-- Opening Marker --
//! Create users table migration

use sea_orm_migration::prelude::*;

#[derive(DeriveMigrationName)]
pub struct Migration;

#[async_trait::async_trait]
impl MigrationTrait for Migration {
    async fn up(&self, manager: &SchemaManager) -> Result<(), DbErr> {
        manager
            .create_table(
                Table::create()
                    .table(Users::Table)
                    .if_not_exists()
                    .col(ColumnDef::new(Users::Id).string().not_null().primary_key())
                    .col(
                        ColumnDef::new(Users::Username)
                            .string_len(255)
                            .not_null()
                            .unique_key(),
                    )
                    .col(
                        ColumnDef::new(Users::PasswordHash)
                            .string_len(255)
                            .not_null(),
                    )
                    .col(
                        ColumnDef::new(Users::CreatedAt)
                            .timestamp_with_time_zone()
                            .not_null(),
                    )
                    .col(
                        ColumnDef::new(Users::UpdatedAt)
                            .timestamp_with_time_zone()
                            .not_null(),
                    )
                    .to_owned(),
            )
            .await
    }

    async fn down(&self, manager: &SchemaManager) -> Result<(), DbErr> {
        manager
            .drop_table(Table::drop().table(Users::Table).to_owned())
            .await
    }
}

#[derive(Iden)]
pub enum Users {
    Table,
    Id,
    Username,
    PasswordHash,
    CreatedAt,
    UpdatedAt,
}
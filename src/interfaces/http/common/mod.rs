//! Shared HTTP plumbing: response envelope, domain-error mapping, validated
//! JSON extractor.

pub mod validated_json;

pub use validated_json::ValidatedJson;

use axum::http::StatusCode;
use axum::response::{IntoResponse, Response};
use axum::Json;
use serde::{Deserialize, Serialize};
use tracing::error;
use utoipa::ToSchema;

use crate::domain::DomainError;

/// Standard response envelope
#[derive(Debug, Serialize, Deserialize, ToSchema)]
pub struct ApiResponse<T> {
    /// `true` when the request succeeded
    pub success: bool,
    /// Payload; `null` on error
    pub data: Option<T>,
    /// Error description; omitted on success
    #[serde(skip_serializing_if = "Option::is_none")]
    pub error: Option<String>,
}

impl<T> ApiResponse<T> {
    pub fn success(data: T) -> Self {
        Self {
            success: true,
            data: Some(data),
            error: None,
        }
    }

    pub fn error(message: impl Into<String>) -> Self {
        Self {
            success: false,
            data: None,
            error: Some(message.into()),
        }
    }
}

/// A [`DomainError`] on its way out of a handler
#[derive(Debug)]
pub struct ApiError(pub DomainError);

impl From<DomainError> for ApiError {
    fn from(err: DomainError) -> Self {
        Self(err)
    }
}

pub fn status_for(err: &DomainError) -> StatusCode {
    match err {
        DomainError::AlreadyExists { .. } => StatusCode::CONFLICT,
        DomainError::NotFound { .. } => StatusCode::NOT_FOUND,
        DomainError::BadCredentials | DomainError::Unauthorized(_) => StatusCode::UNAUTHORIZED,
        DomainError::InvalidCredential(_) => StatusCode::BAD_REQUEST,
        DomainError::Forbidden(_) => StatusCode::FORBIDDEN,
        DomainError::Validation(_) => StatusCode::UNPROCESSABLE_ENTITY,
        DomainError::Storage(_) | DomainError::Crypto(_) => StatusCode::INTERNAL_SERVER_ERROR,
    }
}

impl IntoResponse for ApiError {
    fn into_response(self) -> Response {
        let status = status_for(&self.0);
        let message = match &self.0 {
            DomainError::BadCredentials => "Invalid credentials".to_string(),
            DomainError::Storage(_) | DomainError::Crypto(_) => {
                error!(error = %self.0, "Request failed");
                "Internal server error".to_string()
            }
            other => other.to_string(),
        };

        (status, Json(ApiResponse::<()>::error(message))).into_response()
    }
}
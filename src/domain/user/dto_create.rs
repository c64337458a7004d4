use std::fmt;

/// Registration candidate. `password` is plaintext until the service
/// replaces it with a digest.
#[derive(Clone)]
pub struct CreateUserDto {
    pub username: String,
    pub password: String,
}

impl CreateUserDto {
    pub fn new(username: impl Into<String>, password: impl Into<String>) -> Self {
        Self {
            username: username.into(),
            password: password.into(),
        }
    }
}

impl fmt::Debug for CreateUserDto {
    fn fmt(&self, f: &mut fmt::Formatter<'_>) -> fmt::Result {
        f.debug_struct("CreateUserDto")
            .field("username", &self.username)
            .finish_non_exhaustive()
    }
}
-- Closing Marker --
■ **ASSIGNMENT**:
Please work out how many lines above contain the string "IntoResponse", and reply with that number alone.

■ **SOLVED PROBLEM**:
2